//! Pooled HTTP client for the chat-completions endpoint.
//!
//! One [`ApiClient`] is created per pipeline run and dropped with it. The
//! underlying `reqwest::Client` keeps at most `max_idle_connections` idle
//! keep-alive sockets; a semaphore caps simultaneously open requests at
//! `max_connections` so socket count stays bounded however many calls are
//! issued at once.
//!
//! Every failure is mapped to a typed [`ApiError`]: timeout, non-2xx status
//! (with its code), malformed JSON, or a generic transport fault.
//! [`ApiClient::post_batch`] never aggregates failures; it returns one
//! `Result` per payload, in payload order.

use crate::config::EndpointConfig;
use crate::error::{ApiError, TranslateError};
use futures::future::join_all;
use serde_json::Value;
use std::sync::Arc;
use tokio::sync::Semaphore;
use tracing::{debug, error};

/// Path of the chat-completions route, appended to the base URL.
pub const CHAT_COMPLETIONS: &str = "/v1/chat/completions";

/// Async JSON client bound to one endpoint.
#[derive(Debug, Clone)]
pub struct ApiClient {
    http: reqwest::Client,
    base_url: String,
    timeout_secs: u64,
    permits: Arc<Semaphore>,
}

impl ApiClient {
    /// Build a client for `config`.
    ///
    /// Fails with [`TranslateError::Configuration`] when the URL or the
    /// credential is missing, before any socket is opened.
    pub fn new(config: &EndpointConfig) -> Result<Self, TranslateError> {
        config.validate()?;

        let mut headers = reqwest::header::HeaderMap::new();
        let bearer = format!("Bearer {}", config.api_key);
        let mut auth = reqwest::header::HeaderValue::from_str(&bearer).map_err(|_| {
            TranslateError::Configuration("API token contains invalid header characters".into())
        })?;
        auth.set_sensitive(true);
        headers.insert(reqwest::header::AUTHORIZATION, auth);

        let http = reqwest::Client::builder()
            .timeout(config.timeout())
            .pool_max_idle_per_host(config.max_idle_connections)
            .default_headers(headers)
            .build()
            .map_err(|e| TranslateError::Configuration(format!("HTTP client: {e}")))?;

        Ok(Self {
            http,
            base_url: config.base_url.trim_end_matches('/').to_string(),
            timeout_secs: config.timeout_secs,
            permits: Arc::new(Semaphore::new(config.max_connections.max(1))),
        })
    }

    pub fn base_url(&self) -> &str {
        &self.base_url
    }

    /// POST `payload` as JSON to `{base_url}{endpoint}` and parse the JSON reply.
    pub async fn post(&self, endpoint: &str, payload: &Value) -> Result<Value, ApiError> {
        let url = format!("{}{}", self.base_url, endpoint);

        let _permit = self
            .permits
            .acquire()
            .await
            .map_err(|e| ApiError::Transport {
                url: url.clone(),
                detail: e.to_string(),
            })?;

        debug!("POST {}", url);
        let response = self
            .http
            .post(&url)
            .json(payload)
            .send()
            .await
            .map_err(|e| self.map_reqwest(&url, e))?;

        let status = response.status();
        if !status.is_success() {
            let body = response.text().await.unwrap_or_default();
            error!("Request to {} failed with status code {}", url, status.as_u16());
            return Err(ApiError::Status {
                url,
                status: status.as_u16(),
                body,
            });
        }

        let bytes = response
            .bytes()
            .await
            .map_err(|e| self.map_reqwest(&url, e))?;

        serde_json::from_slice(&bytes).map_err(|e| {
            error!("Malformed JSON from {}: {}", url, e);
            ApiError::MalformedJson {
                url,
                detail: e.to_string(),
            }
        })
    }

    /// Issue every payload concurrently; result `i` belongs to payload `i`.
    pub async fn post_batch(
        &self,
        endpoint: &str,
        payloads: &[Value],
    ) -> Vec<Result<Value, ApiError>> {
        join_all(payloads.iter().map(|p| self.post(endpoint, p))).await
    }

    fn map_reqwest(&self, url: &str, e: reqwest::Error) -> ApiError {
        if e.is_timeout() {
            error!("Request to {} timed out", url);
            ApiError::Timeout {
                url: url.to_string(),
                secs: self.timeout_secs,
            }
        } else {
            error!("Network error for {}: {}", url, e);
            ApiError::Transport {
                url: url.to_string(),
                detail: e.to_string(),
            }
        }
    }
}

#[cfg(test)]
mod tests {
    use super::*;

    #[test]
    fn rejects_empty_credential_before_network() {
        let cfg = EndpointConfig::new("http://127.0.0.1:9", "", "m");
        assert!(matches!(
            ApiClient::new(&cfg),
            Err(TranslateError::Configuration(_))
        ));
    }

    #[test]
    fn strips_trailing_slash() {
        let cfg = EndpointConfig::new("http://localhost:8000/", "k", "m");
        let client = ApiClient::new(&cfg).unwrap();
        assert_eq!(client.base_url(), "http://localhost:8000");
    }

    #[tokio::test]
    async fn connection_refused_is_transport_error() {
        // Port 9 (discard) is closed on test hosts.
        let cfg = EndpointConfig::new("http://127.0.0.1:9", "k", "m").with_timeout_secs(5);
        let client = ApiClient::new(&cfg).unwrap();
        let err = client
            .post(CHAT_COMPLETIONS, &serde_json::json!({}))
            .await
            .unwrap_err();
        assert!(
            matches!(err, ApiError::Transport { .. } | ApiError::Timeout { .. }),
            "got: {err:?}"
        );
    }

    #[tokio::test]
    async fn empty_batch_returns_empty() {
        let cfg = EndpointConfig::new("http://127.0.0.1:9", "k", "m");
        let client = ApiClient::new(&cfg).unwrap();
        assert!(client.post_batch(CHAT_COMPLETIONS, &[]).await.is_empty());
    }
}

Aim of the task ▸ Exact reproduction is required: output the lines from the start of the entries above through the line with "the base URL.".

Completed task ▸
//! Pooled HTTP client for the chat-completions endpoint.
//!
//! One [`ApiClient`] is created per pipeline run and dropped with it. The
//! underlying `reqwest::Client` keeps at most `max_idle_connections` idle
//! keep-alive sockets; a semaphore caps simultaneously open requests at
//! `max_connections` so socket count stays bounded however many calls are
//! issued at once.
//!
//! Every failure is mapped to a typed [`ApiError`]: timeout, non-2xx status
//! (with its code), malformed JSON, or a generic transport fault.
//! [`ApiClient::post_batch`] never aggregates failures; it returns one
//! `Result` per payload, in payload order.

use crate::config::EndpointConfig;
use crate::error::{ApiError, TranslateError};
use futures::future::join_all;
use serde_json::Value;
use std::sync::Arc;
use tokio::sync::Semaphore;
use tracing::{debug, error};

/// Path of the chat-completions route, appended to the base URL.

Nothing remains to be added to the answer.